• [EXERCISE OBJECTIVE]: Once you find a line containing the word "info" in the entries below, copy it.

• [DATA FOR REVIEW]:
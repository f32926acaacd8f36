//! Application window with an OpenGL context
//!
//! [`Window`] wraps one native window and the context bound to it. A render
//! loop looks like this:
//!
//! ```rust,no_run
//! use gl_window::{KeyCode, Window};
//!
//! let mut window = Window::new("Demo", false);
//! if window.is_null() {
//!     return;
//! }
//!
//! window.make_context();
//! window.init_timer();
//! while !window.is_closed() {
//!     window.process_events();
//!     if window.is_key_pressed(KeyCode::Escape) {
//!         window.close();
//!     }
//!     // draw here
//!     window.show_fps();
//!     window.render();
//! }
//! window.destroy();
//! ```
//!
//! # Failed construction
//!
//! Construction makes a single attempt. If the windowing subsystem cannot be
//! initialized or the surface cannot be created, an error is logged and the
//! window is left in the null state: [`Window::is_null`] returns `true`,
//! [`Window::is_closed`] returns `true` and every other operation does
//! nothing. Use [`Window::try_new`] to get the error instead.
//!
//! # Threading
//!
//! The window is neither `Send` nor `Sync`. The context is made current on,
//! and presented from, the thread that created the window.

use crate::core::WindowConfig;
use crate::foundation::time::{fps_title, FpsCounter};
use crate::input::{ButtonAction, KeyCode, MouseButton, MouseListeners};
use crate::render::opengl::GlfwHost;
use crate::render::window::backend::{HostSurface, WindowHost};
use crate::render::window::monitor::{self, Monitor};
use crate::render::window::subsystem::Subsystem;
use crate::render::window::{WindowError, WindowResult};

/// The application window and its rendering context
pub struct Window<H: WindowHost = GlfwHost> {
    title: String,
    width: u32,
    height: u32,
    fps: FpsCounter,
    last_fps: Option<u32>,
    reported_untimed_fps: bool,
    listeners: Option<MouseListeners>,
    // declared before `subsystem` so the surface is dropped first
    surface: Option<H::Surface>,
    subsystem: Option<Subsystem<H>>,
}

impl Window<GlfwHost> {
    /// Create a GLFW window, fullscreen on the primary monitor or windowed at
    /// the default resolution
    pub fn new(title: &str, is_fullscreen: bool) -> Self {
        Self::from_config(&WindowConfig::new(title).with_fullscreen(is_fullscreen))
    }

    /// Create a GLFW window from a full configuration
    pub fn from_config(config: &WindowConfig) -> Self {
        Self::create_with(config, GlfwHost::init)
    }

    /// Create a GLFW window, returning the failure instead of a null window
    pub fn try_new(config: &WindowConfig) -> WindowResult<Self> {
        Self::try_create_with(config, GlfwHost::init)
    }
}

impl<H: WindowHost> Window<H> {
    /// Create a window on the host produced by `init`
    ///
    /// Failures are logged and produce a null window.
    pub fn create_with<F>(config: &WindowConfig, init: F) -> Self
    where
        F: FnOnce() -> WindowResult<H>,
    {
        match Self::try_create_with(config, init) {
            Ok(window) => window,
            Err(e) => {
                log::error!("Failed to create window '{}': {e}", config.title);
                Self::null(&config.title)
            }
        }
    }

    /// Create a window on the host produced by `init`
    pub fn try_create_with<F>(config: &WindowConfig, init: F) -> WindowResult<Self>
    where
        F: FnOnce() -> WindowResult<H>,
    {
        let mut subsystem = Subsystem::acquire_with(init)?;
        let host = subsystem.host_mut();
        host.apply_context_hints(&config.context);

        let surface = monitor::resolve_primary(host, |host, monitor| {
            let (width, height, target) = placement(config, &monitor)?;
            host.create_surface(width, height, &config.title, target)
                .ok_or(WindowError::CreationFailed)
        })?;

        let (width, height) = surface.size();
        log::info!(
            "Created window '{}' ({width}x{height}, {}, OpenGL {}.{} core)",
            config.title,
            if config.fullscreen { "fullscreen" } else { "windowed" },
            config.context.version.0,
            config.context.version.1,
        );

        Ok(Self {
            title: config.title.clone(),
            width,
            height,
            fps: FpsCounter::new(),
            last_fps: None,
            reported_untimed_fps: false,
            listeners: None,
            surface: Some(surface),
            subsystem: Some(subsystem),
        })
    }

    fn null(title: &str) -> Self {
        Self {
            title: title.to_string(),
            width: 0,
            height: 0,
            fps: FpsCounter::new(),
            last_fps: None,
            reported_untimed_fps: false,
            listeners: None,
            surface: None,
            subsystem: None,
        }
    }

    /// Whether construction failed
    pub const fn is_null(&self) -> bool {
        self.surface.is_none()
    }

    /// Whether a close was requested, by the user or through [`close`](Self::close)
    pub fn is_closed(&self) -> bool {
        self.surface.as_ref().map_or(true, HostSurface::should_close)
    }

    /// Request the window to close
    ///
    /// Resources stay alive until [`destroy`](Self::destroy).
    pub fn close(&mut self) {
        if let Some(surface) = self.surface.as_mut() {
            surface.set_should_close(true);
        }
    }

    /// Bind the window's OpenGL context to the calling thread
    pub fn make_context(&mut self) {
        if let Some(surface) = self.surface.as_mut() {
            surface.make_current();
        }
    }

    /// Present the back buffer
    pub fn render(&mut self) {
        if let Some(surface) = self.surface.as_mut() {
            surface.swap_buffers();
        }
    }

    /// Pump pending events
    ///
    /// Attached mouse listeners are called from inside this method, in the
    /// order the events arrived.
    pub fn process_events(&mut self) {
        let Some(surface) = self.surface.as_mut() else {
            return;
        };
        let listeners = &mut self.listeners;
        surface.poll_events(&mut |event| {
            if let Some(listeners) = listeners.as_mut() {
                listeners.dispatch(event);
            }
        });
    }

    /// Release the window, its context and the subsystem lease
    pub fn destroy(mut self) {
        self.teardown();
    }

    fn teardown(&mut self) {
        if let Some(surface) = self.surface.take() {
            drop(surface);
            log::info!("Destroyed window '{}'", self.title);
        }
        self.listeners = None;
        if let Some(subsystem) = self.subsystem.take() {
            subsystem.release();
        }
    }

    /// Whether `key` is currently held down
    pub fn is_key_pressed(&self, key: KeyCode) -> bool {
        self.surface
            .as_ref()
            .is_some_and(|surface| surface.is_key_pressed(key))
    }

    /// Capture the cursor and route mouse input to the given handlers
    ///
    /// The cursor is hidden and unbounded while listeners are attached.
    /// Attaching again replaces the previous handlers.
    pub fn attach_mouse_listeners<M, C, S>(&mut self, on_move: M, on_click: C, on_scroll: S)
    where
        M: FnMut(f64, f64) + 'static,
        C: FnMut(MouseButton, ButtonAction, f64, f64) + 'static,
        S: FnMut(f64, f64) + 'static,
    {
        self.set_mouse_listeners(MouseListeners::new(on_move, on_click, on_scroll));
    }

    /// Capture the cursor and route mouse input to `listeners`
    pub fn set_mouse_listeners(&mut self, listeners: MouseListeners) {
        let Some(surface) = self.surface.as_mut() else {
            return;
        };
        surface.set_cursor_captured(true);
        surface.set_mouse_polling(true);
        if self.listeners.replace(listeners).is_some() {
            log::debug!("Replaced mouse listeners on '{}'", self.title);
        }
    }

    /// Drop the mouse listeners and release the cursor
    pub fn detach_mouse_listeners(&mut self) {
        let Some(surface) = self.surface.as_mut() else {
            return;
        };
        if self.listeners.take().is_some() {
            surface.set_mouse_polling(false);
            surface.set_cursor_captured(false);
        }
    }

    /// Whether mouse listeners are attached
    pub const fn has_mouse_listeners(&self) -> bool {
        self.listeners.is_some()
    }

    /// Start FPS sampling now
    ///
    /// Call right before entering the render loop so loading time does not
    /// drag down the first sample.
    pub fn init_timer(&mut self) {
        if let Some(now) = self.now() {
            self.fps.start(now);
        }
    }

    /// Count a rendered frame and refresh the title at most once per second
    ///
    /// Once at least a second has passed since the last refresh, the title
    /// becomes `"<title> (FPS: <frames>)"` where `<frames>` is the number of
    /// calls since then, including this one.
    pub fn show_fps(&mut self) {
        let Some(now) = self.now() else {
            return;
        };
        if !self.fps.is_sampling() {
            if !self.reported_untimed_fps {
                log::debug!("show_fps called before init_timer, ignoring");
                self.reported_untimed_fps = true;
            }
            return;
        }

        if let Some(fps) = self.fps.frame(now) {
            self.last_fps = Some(fps);
            if let Some(surface) = self.surface.as_mut() {
                surface.set_title(&fps_title(&self.title, fps));
            }
            log::trace!("'{}' at {fps} FPS", self.title);
        }
    }

    fn now(&self) -> Option<f64> {
        self.subsystem.as_ref().map(|subsystem| subsystem.host().time())
    }

    /// Width in pixels, fixed at creation
    pub const fn width(&self) -> u32 {
        self.width
    }

    /// Height in pixels, fixed at creation
    pub const fn height(&self) -> u32 {
        self.height
    }

    /// Base title, without the FPS overlay
    pub fn title(&self) -> &str {
        &self.title
    }

    /// FPS shown by the most recent title refresh
    pub const fn last_fps(&self) -> Option<u32> {
        self.last_fps
    }

    /// Frame timing state
    pub const fn timer(&self) -> &FpsCounter {
        &self.fps
    }
}

impl<H: WindowHost> Drop for Window<H> {
    fn drop(&mut self) {
        self.teardown();
    }
}

impl<H: WindowHost> std::fmt::Debug for Window<H> {
    fn fmt(&self, f: &mut std::fmt::Formatter<'_>) -> std::fmt::Result {
        f.debug_struct("Window")
            .field("title", &self.title)
            .field("width", &self.width)
            .field("height", &self.height)
            .field("null", &self.is_null())
            .field("fps", &self.fps)
            .finish_non_exhaustive()
    }
}

/// Pick the surface size and target monitor for `config`
fn placement<'m, M>(
    config: &WindowConfig,
    monitor: &Monitor<'m, M>,
) -> WindowResult<(u32, u32, Option<&'m M>)> {
    if !config.fullscreen {
        return Ok((config.width, config.height, None));
    }

    match monitor.handle() {
        Some(handle) => Ok((monitor.width(), monitor.height(), Some(handle))),
        None if config.fullscreen_fallback => {
            log::warn!(
                "No monitor for fullscreen window '{}', falling back to {}x{} windowed",
                config.title,
                config.width,
                config.height
            );
            Ok((config.width, config.height, None))
        }
        None => Err(WindowError::NoMonitor),
    }
}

• [OUTPUT FOR THIS TASK]:
        log::info!(
            log::info!("Destroyed window '{}'", self.title);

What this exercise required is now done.